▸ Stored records

//! Write-back cache over another coin view.

use std::any::Any;
use std::collections::HashMap;
use std::sync::atomic::{AtomicU64, Ordering};
use std::sync::{Arc, Mutex, MutexGuard};
use std::time::{Duration, Instant};

use rand::seq::SliceRandom;
use stakd_consensus::constants::is_duplicate_transaction;
use stakd_consensus::Hash256;
use stakd_log::{log_debug, log_info};

use crate::unspent::{RewindData, UnspentOutputs};
use crate::{CoinChange, CoinView, CoinViewError, FetchCoinsResult, FlushBatch, SideStore};

#[derive(Clone, Debug)]
pub struct CacheConfig {
    /// Soft bound on cached records; dirty records may push past it.
    pub max_items: usize,
    /// Minimum time between unforced flushes.
    pub flush_interval: Duration,
}

impl Default for CacheConfig {
    fn default() -> Self {
        Self {
            max_items: 100_000,
            flush_interval: Duration::from_secs(60),
        }
    }
}

#[derive(Clone, Debug)]
struct CacheItem {
    /// `None` records a transaction known to have no unspent outputs.
    coins: Option<UnspentOutputs>,
    exists_in_durable: bool,
    is_dirty: bool,
}

struct CacheState {
    items: HashMap<Hash256, CacheItem>,
    tip: Option<Hash256>,
    durable_tip: Option<Hash256>,
    pending_rewinds: Vec<RewindData>,
    last_flush: Instant,
}

impl CacheState {
    fn dirty_count(&self) -> usize {
        self.items.values().filter(|item| item.is_dirty).count()
    }
}

#[derive(Clone, Copy, Debug, Default, PartialEq, Eq)]
pub struct CacheStats {
    pub items: usize,
    pub dirty: usize,
    pub pending_rewinds: usize,
    pub hits: u64,
    pub misses: u64,
}

impl CacheStats {
    pub fn hit_rate(&self) -> f64 {
        let total = self.hits + self.misses;
        if total == 0 {
            return 0.0;
        }
        self.hits as f64 / total as f64
    }
}

pub struct CachedCoinView {
    inner: Arc<dyn CoinView>,
    config: CacheConfig,
    side_store: Option<Arc<dyn SideStore>>,
    state: Mutex<CacheState>,
    hits: AtomicU64,
    misses: AtomicU64,
}

impl CachedCoinView {
    pub fn new(inner: Arc<dyn CoinView>, config: CacheConfig) -> Self {
        Self {
            inner,
            config,
            side_store: None,
            state: Mutex::new(CacheState {
                items: HashMap::new(),
                tip: None,
                durable_tip: None,
                pending_rewinds: Vec::new(),
                last_flush: Instant::now(),
            }),
            hits: AtomicU64::new(0),
            misses: AtomicU64::new(0),
        }
    }

    /// Flushes `side_store` before every write to the inner view.
    pub fn with_side_store(mut self, side_store: Arc<dyn SideStore>) -> Self {
        self.side_store = Some(side_store);
        self
    }

    pub fn config(&self) -> &CacheConfig {
        &self.config
    }

    pub fn stats(&self) -> CacheStats {
        let (items, dirty, pending_rewinds) = match self.state.lock() {
            Ok(state) => (
                state.items.len(),
                state.dirty_count(),
                state.pending_rewinds.len(),
            ),
            Err(_) => (0, 0, 0),
        };
        CacheStats {
            items,
            dirty,
            pending_rewinds,
            hits: self.hits.load(Ordering::Relaxed),
            misses: self.misses.load(Ordering::Relaxed),
        }
    }

    fn lock(&self) -> Result<MutexGuard<'_, CacheState>, CoinViewError> {
        self.state
            .lock()
            .map_err(|_| CoinViewError::Poisoned("coin cache"))
    }

    fn ensure_tips(&self, state: &mut CacheState) -> Result<Hash256, CoinViewError> {
        if let Some(tip) = state.tip {
            return Ok(tip);
        }
        let tip = self.inner.tip_hash()?;
        state.tip = Some(tip);
        state.durable_tip = Some(tip);
        Ok(tip)
    }

    /// Writes dirty records and pending undo entries to the inner view. Unless `force`
    /// is set this is a no-op until `flush_interval` has passed since the last flush.
    /// Returns whether anything was written.
    pub fn flush(&self, force: bool) -> Result<bool, CoinViewError> {
        let mut state = self.lock()?;
        self.flush_locked(&mut state, force)
    }

    fn flush_locked(&self, state: &mut CacheState, force: bool) -> Result<bool, CoinViewError> {
        if !force && state.last_flush.elapsed() < self.config.flush_interval {
            return Ok(false);
        }
        let dirty = state.dirty_count();
        if dirty == 0 && state.pending_rewinds.is_empty() {
            state.last_flush = Instant::now();
            return Ok(false);
        }
        let tip = self.ensure_tips(state)?;
        let old_tip = state.durable_tip.unwrap_or(tip);

        if let Some(side_store) = &self.side_store {
            side_store.flush()?;
        }

        let mut batch = FlushBatch {
            old_tip,
            new_tip: tip,
            upserts: Vec::with_capacity(dirty),
            removals: Vec::new(),
            rewinds: state.pending_rewinds.clone(),
        };
        for (txid, item) in state.items.iter().filter(|(_, item)| item.is_dirty) {
            match &item.coins {
                Some(coins) => batch.upserts.push(coins.clone()),
                None => batch.removals.push(*txid),
            }
        }
        let written = batch.upserts.len() + batch.removals.len();
        let rewinds = batch.rewinds.len();
        self.inner.apply_flush(batch)?;

        state.items.retain(|_, item| {
            if !item.is_dirty {
                return true;
            }
            item.is_dirty = false;
            match &item.coins {
                Some(coins) if coins.is_fully_spent() => false,
                Some(_) => {
                    item.exists_in_durable = true;
                    true
                }
                None => {
                    item.exists_in_durable = false;
                    true
                }
            }
        });
        state.pending_rewinds.clear();
        state.durable_tip = Some(tip);
        state.last_flush = Instant::now();
        log_debug!("coin cache flushed {written} records and {rewinds} rewind entries");
        Ok(true)
    }

    /// Drops a random third of the clean records, and more if needed to get back under
    /// `max_items`. Dirty records are never dropped.
    pub fn evict(&self) -> Result<usize, CoinViewError> {
        let mut state = self.lock()?;
        Ok(self.evict_locked(&mut state))
    }

    fn evict_locked(&self, state: &mut CacheState) -> usize {
        let mut clean: Vec<Hash256> = state
            .items
            .iter()
            .filter(|(_, item)| !item.is_dirty)
            .map(|(txid, _)| *txid)
            .collect();
        let over = state.items.len().saturating_sub(self.config.max_items);
        let count = (clean.len() / 3).max(over).min(clean.len());
        if count == 0 {
            return 0;
        }
        clean.shuffle(&mut rand::thread_rng());
        for txid in &clean[..count] {
            state.items.remove(txid);
        }
        count
    }

    fn apply_rewind(state: &mut CacheState, rewind: RewindData) {
        for txid in rewind.txids_to_remove {
            let exists_in_durable = state
                .items
                .get(&txid)
                .map_or_else(|| is_duplicate_transaction(&txid), |item| item.exists_in_durable);
            if !exists_in_durable {
                state.items.remove(&txid);
                continue;
            }
            state.items.insert(
                txid,
                CacheItem {
                    coins: None,
                    exists_in_durable,
                    is_dirty: true,
                },
            );
        }
        for coins in rewind.outputs_to_restore {
            // A record pruned since the last flush was created by a block still pending.
            let created_since_flush = !is_duplicate_transaction(&coins.txid)
                && state
                    .pending_rewinds
                    .iter()
                    .any(|pending| pending.txids_to_remove.contains(&coins.txid));
            let item = state.items.entry(coins.txid).or_insert(CacheItem {
                coins: None,
                exists_in_durable: !created_since_flush,
                is_dirty: false,
            });
            item.coins = Some(coins);
            item.is_dirty = true;
        }
        state.tip = Some(rewind.previous_tip);
    }
}

impl CoinView for CachedCoinView {
    fn tip_hash(&self) -> Result<Hash256, CoinViewError> {
        let mut state = self.lock()?;
        self.ensure_tips(&mut state)
    }

    fn fetch_coins(&self, txids: &[Hash256]) -> Result<FetchCoinsResult, CoinViewError> {
        let mut state = self.lock()?;
        let tip = self.ensure_tips(&mut state)?;

        let mut unspent = Vec::with_capacity(txids.len());
        let mut missing = Vec::new();
        for (slot, txid) in txids.iter().enumerate() {
            match state.items.get(txid) {
                Some(item) => unspent.push(item.coins.clone()),
                None => {
                    unspent.push(None);
                    missing.push((slot, *txid));
                }
            }
        }
        self.hits
            .fetch_add((txids.len() - missing.len()) as u64, Ordering::Relaxed);
        self.misses
            .fetch_add(missing.len() as u64, Ordering::Relaxed);

        if !missing.is_empty() {
            let ids: Vec<Hash256> = missing.iter().map(|(_, txid)| *txid).collect();
            let fetched = self.inner.fetch_coins(&ids)?;
            for ((slot, txid), coins) in missing.into_iter().zip(fetched.unspent) {
                state.items.entry(txid).or_insert(CacheItem {
                    exists_in_durable: coins.is_some(),
                    coins: coins.clone(),
                    is_dirty: false,
                });
                unspent[slot] = coins;
            }
            if state.items.len() > self.config.max_items {
                let evicted = self.evict_locked(&mut state);
                log_debug!("coin cache evicted {evicted} records");
            }
        }

        Ok(FetchCoinsResult { tip, unspent })
    }

    fn save_changes(
        &self,
        changes: Vec<CoinChange>,
        old_tip: Hash256,
        new_tip: Hash256,
    ) -> Result<(), CoinViewError> {
        let mut state = self.lock()?;
        let current = self.ensure_tips(&mut state)?;
        if current != old_tip {
            return Err(CoinViewError::TipMismatch {
                expected: old_tip,
                found: current,
            });
        }

        let mut rewind = RewindData::new(old_tip);
        for change in changes {
            let CoinChange { unspent, original } = change;
            let txid = unspent.txid;
            // An uncached record falls back to the caller's pre-block copy.
            let item = state.items.entry(txid).or_insert_with(|| CacheItem {
                exists_in_durable: original.is_some() || is_duplicate_transaction(&txid),
                coins: original,
                is_dirty: false,
            });
            match item.coins.take() {
                Some(previous) => rewind.outputs_to_restore.push(previous),
                None => rewind.txids_to_remove.push(txid),
            }
            let prune = unspent.is_fully_spent() && !item.exists_in_durable;
            item.coins = Some(unspent);
            item.is_dirty = true;
            if prune {
                state.items.remove(&txid);
            }
        }

        state.pending_rewinds.push(rewind);
        state.tip = Some(new_tip);
        Ok(())
    }

    fn apply_flush(&self, batch: FlushBatch) -> Result<(), CoinViewError> {
        let mut state = self.lock()?;
        let current = self.ensure_tips(&mut state)?;
        if current != batch.old_tip {
            return Err(CoinViewError::TipMismatch {
                expected: batch.old_tip,
                found: current,
            });
        }
        for coins in batch.upserts {
            let item = state.items.entry(coins.txid).or_insert(CacheItem {
                coins: None,
                exists_in_durable: true,
                is_dirty: false,
            });
            item.coins = Some(coins);
            item.is_dirty = true;
        }
        for txid in batch.removals {
            let item = state.items.entry(txid).or_insert(CacheItem {
                coins: None,
                exists_in_durable: true,
                is_dirty: false,
            });
            item.coins = None;
            item.is_dirty = true;
        }
        state.pending_rewinds.extend(batch.rewinds);
        state.tip = Some(batch.new_tip);
        Ok(())
    }

    fn rewind(&self) -> Result<Hash256, CoinViewError> {
        let mut state = self.lock()?;
        self.ensure_tips(&mut state)?;
        if let Some(rewind) = state.pending_rewinds.pop() {
            let tip = rewind.previous_tip;
            Self::apply_rewind(&mut state, rewind);
            return Ok(tip);
        }

        // Nothing left in memory to undo; the inner view owns the remaining history.
        if state.dirty_count() > 0 {
            self.flush_locked(&mut state, true)?;
        }
        let tip = self.inner.rewind()?;
        let dropped = state.items.len();
        state.items.clear();
        state.tip = Some(tip);
        state.durable_tip = Some(tip);
        log_info!("coin cache rewound inner view; dropped {dropped} cached records");
        Ok(tip)
    }

    fn inner(&self) -> Option<Arc<dyn CoinView>> {
        Some(Arc::clone(&self.inner))
    }

    fn into_any(self: Arc<Self>) -> Arc<dyn Any + Send + Sync> {
        self
    }
}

▸ WHAT YOU SHOULD DO
Return, word for word, every line from the top of the entries down to the line that holds "use stakd_consensus::Hash256;", both included.

▸ RESULT OF THE TASK
//! Write-back cache over another coin view.

use std::any::Any;
use std::collections::HashMap;
use std::sync::atomic::{AtomicU64, Ordering};
use std::sync::{Arc, Mutex, MutexGuard};
use std::time::{Duration, Instant};

use rand::seq::SliceRandom;
use stakd_consensus::constants::is_duplicate_transaction;
use stakd_consensus::Hash256;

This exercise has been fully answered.